7- Güçlendirilmiş yerel yönetim ilkesi kabul ediliyor!
8- 8’inci sınıfa kadar Kürtçe öğretilecek (dersin seçmeli mi, eğitim dili mi olduğu belli değil)
9- Demirtaş’ın en az 22 yıl hapiste kalması planlanıyor (konuşulmuş) uzlaşılmış!
10- Rojava konusu: PKK, Rojava resmi olarak Türkiye tarafından tanınsın, demiş. Türkiye ise Mazlum Kobani görevden alınsın, demiş. Yeni bir isim önerisi var, fakat yıpratmamak için isim açıklanmadı. Rojava Kürtleri ya Türkiye’ye bağlı Özgür Suriye Ordusu (ÖSO) ile bir araya gelecek ve Türkiye’nin denetimine girecekler. Eğer kabul etmezlerse, Türkiye garantör olacak, Suriye ordusuna katılacaklar. Amaç, Rojava’nın ABD denetiminden kurtarılması… 

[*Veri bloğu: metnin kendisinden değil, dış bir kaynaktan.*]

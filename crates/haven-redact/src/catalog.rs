//! The PII pattern catalog.
//!
//! The standard catalog covers general identifiers (phone, email, SSN, …)
//! plus the care-context extensions (medications, diagnosis terms, facility
//! names, insurance and medical-record numbers).

use regex::Regex;
use serde::{Deserialize, Serialize};

/// Kind of personally identifying information a pattern detects.
#[derive(Debug, Clone, Copy, PartialEq, Eq, Hash, Serialize, Deserialize)]
pub enum PiiKind {
    Phone,
    Email,
    Ssn,
    CreditCard,
    IpAddress,
    Name,
    Address,
    Date,
    ZipCode,
    Medication,
    Diagnosis,
    HealthcareFacility,
    Insurance,
    MedicalRecord,
}

impl PiiKind {
    /// The fixed replacement token for this kind.
    pub fn token(&self) -> &'static str {
        match self {
            PiiKind::Phone => "[PHONE]",
            PiiKind::Email => "[EMAIL]",
            PiiKind::Ssn => "[SSN]",
            PiiKind::CreditCard => "[CREDIT_CARD]",
            PiiKind::IpAddress => "[IP_ADDRESS]",
            PiiKind::Name => "[NAME]",
            PiiKind::Address => "[ADDRESS]",
            PiiKind::Date => "[DATE]",
            PiiKind::ZipCode => "[ZIP_CODE]",
            PiiKind::Medication => "[MEDICATION]",
            PiiKind::Diagnosis => "[DIAGNOSIS]",
            PiiKind::HealthcareFacility => "[HEALTHCARE_FACILITY]",
            PiiKind::Insurance => "[INSURANCE]",
            PiiKind::MedicalRecord => "[MEDICAL_RECORD]",
        }
    }
}

impl std::fmt::Display for PiiKind {
    fn fmt(&self, f: &mut std::fmt::Formatter<'_>) -> std::fmt::Result {
        // Token without the brackets, e.g. `PHONE`.
        let token = self.token();
        write!(f, "{}", &token[1..token.len() - 1])
    }
}

/// A compiled pattern catalog: one regex per [`PiiKind`].
pub struct PatternCatalog {
    patterns: Vec<(PiiKind, Regex)>,
}

impl PatternCatalog {
    /// The full standard catalog, care-context extensions included.
    pub fn standard() -> Self {
        let table: &[(PiiKind, &str)] = &[
            (
                PiiKind::Phone,
                r"\b(?:\+?1[-.]?)?\(?[0-9]{3}\)?[-.]?[0-9]{3}[-.]?[0-9]{4}\b",
            ),
            (
                PiiKind::Email,
                r"\b[A-Za-z0-9._%+-]+@[A-Za-z0-9.-]+\.[A-Za-z]{2,}\b",
            ),
            (PiiKind::Ssn, r"\b\d{3}-\d{2}-\d{4}\b"),
            (
                PiiKind::CreditCard,
                r"\b\d{4}[- ]?\d{4}[- ]?\d{4}[- ]?\d{4}\b",
            ),
            (PiiKind::IpAddress, r"\b\d{1,3}\.\d{1,3}\.\d{1,3}\.\d{1,3}\b"),
            (PiiKind::Name, r"\b[A-Z][a-z]+ [A-Z][a-z]+\b"),
            (
                PiiKind::Address,
                r"\b\d+\s+[A-Za-z\s]+(?:Street|St|Avenue|Ave|Road|Rd|Boulevard|Blvd|Lane|Ln|Drive|Dr)\b",
            ),
            (
                PiiKind::Date,
                r"\b\d{1,2}[/-]\d{1,2}[/-]\d{2,4}\b|\b\d{4}-\d{2}-\d{2}\b",
            ),
            (PiiKind::ZipCode, r"\b\d{5}(?:-\d{4})?\b"),
            (
                PiiKind::Medication,
                r"(?i)\b(?:Prozac|Zoloft|Lexapro|Celexa|Paxil|Wellbutrin|Effexor|Cymbalta|Abilify|Risperdal|Seroquel|Zyprexa|Depakote|Lithium|Xanax|Ativan|Klonopin|Valium|Adderall|Ritalin|Vyvanse)\b",
            ),
            (
                PiiKind::Diagnosis,
                r"(?i)\b(?:depression|anxiety|bipolar|PTSD|OCD|ADHD|autism|schizophrenia|borderline|narcissistic|antisocial|paranoid|schizoid|histrionic)\b",
            ),
            (
                PiiKind::HealthcareFacility,
                r"\b(?:Hospital|Clinic|Medical Center|Health Center|Mental Health|Psychiatric|Behavioral Health)\b",
            ),
            (PiiKind::Insurance, r"\b[A-Z]{2,3}\d{6,10}\b"),
            (PiiKind::MedicalRecord, r"\bMRN[:\s]*\d{6,10}\b"),
        ];

        let patterns = table
            .iter()
            .map(|(kind, pattern)| {
                // Static literals; a failure here is a build defect.
                (*kind, Regex::new(pattern).expect("catalog pattern compiles"))
            })
            .collect();

        Self { patterns }
    }

    pub fn patterns(&self) -> &[(PiiKind, Regex)] {
        &self.patterns
    }
}

impl Default for PatternCatalog {
    fn default() -> Self {
        Self::standard()
    }
}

"Madde numaraları bana ait. Konuşmacı önündeki kağıda bakarak, bazı maddeler için 'bunu şimdilik söylemeyeyim' gibi ifadeler de kullandı.”  - Taner Akçam

Akçam’ın yazısı, merak edilen tüm detaylarla bu olası anlaşmanın perde arkasını gözler önüne seriyor.
Bu iddialar üzerine daha çok konuşacağız, bir sonraki yazımda daha geniş bir şekilde yorumlayacağım.